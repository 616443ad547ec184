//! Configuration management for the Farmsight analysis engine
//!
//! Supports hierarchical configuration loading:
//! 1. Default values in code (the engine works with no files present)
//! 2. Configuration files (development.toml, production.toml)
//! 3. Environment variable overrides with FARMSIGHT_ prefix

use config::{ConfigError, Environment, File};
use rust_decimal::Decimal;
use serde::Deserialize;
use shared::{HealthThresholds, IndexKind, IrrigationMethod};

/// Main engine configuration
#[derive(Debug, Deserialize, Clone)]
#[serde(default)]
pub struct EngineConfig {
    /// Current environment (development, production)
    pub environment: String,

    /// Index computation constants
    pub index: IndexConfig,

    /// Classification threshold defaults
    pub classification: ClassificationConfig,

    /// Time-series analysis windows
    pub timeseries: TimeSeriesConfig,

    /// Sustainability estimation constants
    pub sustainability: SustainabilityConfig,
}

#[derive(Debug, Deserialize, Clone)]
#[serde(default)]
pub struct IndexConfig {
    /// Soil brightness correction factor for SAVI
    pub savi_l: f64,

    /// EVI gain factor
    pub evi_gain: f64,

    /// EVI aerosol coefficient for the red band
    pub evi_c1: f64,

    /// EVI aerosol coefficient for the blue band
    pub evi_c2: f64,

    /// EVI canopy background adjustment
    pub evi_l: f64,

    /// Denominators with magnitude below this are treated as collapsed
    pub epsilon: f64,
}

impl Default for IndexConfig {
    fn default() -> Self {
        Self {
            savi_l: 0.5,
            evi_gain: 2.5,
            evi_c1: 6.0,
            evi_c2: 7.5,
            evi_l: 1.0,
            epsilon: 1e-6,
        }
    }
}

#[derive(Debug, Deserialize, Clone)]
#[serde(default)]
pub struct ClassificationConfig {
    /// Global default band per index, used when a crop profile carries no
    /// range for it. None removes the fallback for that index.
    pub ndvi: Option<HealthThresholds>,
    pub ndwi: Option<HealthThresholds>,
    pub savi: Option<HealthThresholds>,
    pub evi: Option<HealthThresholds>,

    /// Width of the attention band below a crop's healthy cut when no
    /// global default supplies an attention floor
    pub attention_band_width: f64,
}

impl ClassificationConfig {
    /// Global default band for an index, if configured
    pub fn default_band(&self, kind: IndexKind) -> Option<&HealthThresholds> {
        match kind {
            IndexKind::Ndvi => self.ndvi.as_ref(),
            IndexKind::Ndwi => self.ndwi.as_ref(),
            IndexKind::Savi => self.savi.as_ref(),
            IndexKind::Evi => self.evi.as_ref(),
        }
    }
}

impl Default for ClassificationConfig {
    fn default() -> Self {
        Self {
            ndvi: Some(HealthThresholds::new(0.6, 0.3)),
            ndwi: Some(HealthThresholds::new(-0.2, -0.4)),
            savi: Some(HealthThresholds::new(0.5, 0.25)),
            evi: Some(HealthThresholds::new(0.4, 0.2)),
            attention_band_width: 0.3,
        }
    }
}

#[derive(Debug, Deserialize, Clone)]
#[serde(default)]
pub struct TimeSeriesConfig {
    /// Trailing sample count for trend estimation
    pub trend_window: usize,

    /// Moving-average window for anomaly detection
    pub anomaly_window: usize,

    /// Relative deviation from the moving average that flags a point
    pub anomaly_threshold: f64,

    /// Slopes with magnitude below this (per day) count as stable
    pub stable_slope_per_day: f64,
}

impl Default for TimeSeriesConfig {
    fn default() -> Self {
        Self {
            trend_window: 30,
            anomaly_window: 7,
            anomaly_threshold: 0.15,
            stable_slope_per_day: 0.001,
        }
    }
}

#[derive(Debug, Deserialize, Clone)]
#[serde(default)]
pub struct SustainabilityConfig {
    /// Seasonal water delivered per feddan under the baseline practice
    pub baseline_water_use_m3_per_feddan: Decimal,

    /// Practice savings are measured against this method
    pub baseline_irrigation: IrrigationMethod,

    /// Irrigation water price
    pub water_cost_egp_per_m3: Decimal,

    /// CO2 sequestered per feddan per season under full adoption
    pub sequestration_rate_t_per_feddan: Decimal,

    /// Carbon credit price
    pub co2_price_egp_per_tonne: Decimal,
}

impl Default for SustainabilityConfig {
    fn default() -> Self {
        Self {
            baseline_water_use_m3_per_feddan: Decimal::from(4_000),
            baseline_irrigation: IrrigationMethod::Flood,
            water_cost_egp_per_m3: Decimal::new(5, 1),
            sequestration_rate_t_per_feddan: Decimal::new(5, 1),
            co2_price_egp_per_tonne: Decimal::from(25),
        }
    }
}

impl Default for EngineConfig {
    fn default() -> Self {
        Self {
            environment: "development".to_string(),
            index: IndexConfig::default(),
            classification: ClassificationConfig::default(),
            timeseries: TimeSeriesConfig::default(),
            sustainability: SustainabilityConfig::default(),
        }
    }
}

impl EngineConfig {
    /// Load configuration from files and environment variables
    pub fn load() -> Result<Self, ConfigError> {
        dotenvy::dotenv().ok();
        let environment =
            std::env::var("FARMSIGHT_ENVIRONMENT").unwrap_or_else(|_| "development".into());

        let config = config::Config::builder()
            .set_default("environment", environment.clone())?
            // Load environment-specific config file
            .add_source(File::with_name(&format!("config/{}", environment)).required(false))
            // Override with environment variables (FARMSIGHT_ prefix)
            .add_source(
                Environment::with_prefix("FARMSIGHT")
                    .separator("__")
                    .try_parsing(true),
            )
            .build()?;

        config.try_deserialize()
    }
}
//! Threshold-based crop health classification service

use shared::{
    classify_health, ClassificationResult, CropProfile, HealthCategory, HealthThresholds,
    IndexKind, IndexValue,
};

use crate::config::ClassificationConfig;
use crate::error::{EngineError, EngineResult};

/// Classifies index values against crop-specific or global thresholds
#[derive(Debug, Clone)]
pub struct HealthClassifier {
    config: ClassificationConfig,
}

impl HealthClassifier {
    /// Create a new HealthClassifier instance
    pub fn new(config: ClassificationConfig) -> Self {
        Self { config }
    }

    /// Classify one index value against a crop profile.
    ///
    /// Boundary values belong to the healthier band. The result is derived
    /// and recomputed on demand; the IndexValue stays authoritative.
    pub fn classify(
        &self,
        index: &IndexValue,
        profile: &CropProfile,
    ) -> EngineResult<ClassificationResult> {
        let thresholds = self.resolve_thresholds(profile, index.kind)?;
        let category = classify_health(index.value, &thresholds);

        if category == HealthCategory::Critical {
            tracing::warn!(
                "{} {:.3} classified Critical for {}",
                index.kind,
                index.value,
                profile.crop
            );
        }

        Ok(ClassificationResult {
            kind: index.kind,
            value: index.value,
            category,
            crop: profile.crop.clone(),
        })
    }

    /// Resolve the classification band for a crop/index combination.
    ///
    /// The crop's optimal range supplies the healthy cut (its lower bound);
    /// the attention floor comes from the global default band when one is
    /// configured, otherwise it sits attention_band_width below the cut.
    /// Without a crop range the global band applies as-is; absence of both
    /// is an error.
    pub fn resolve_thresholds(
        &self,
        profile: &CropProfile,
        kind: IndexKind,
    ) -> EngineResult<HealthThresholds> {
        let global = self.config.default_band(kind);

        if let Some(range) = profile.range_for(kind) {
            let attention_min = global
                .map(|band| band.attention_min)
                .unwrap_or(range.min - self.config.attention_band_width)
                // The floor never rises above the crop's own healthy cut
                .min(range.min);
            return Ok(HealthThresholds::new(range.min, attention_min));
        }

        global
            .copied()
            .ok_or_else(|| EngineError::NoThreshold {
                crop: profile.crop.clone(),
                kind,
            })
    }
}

______________________________

Activity:
Your job is to copy out every line from the records above that has the word "struct".

Task response:
pub struct EngineConfig {
pub struct IndexConfig {
pub struct ClassificationConfig {
pub struct TimeSeriesConfig {
pub struct SustainabilityConfig {
pub struct HealthClassifier {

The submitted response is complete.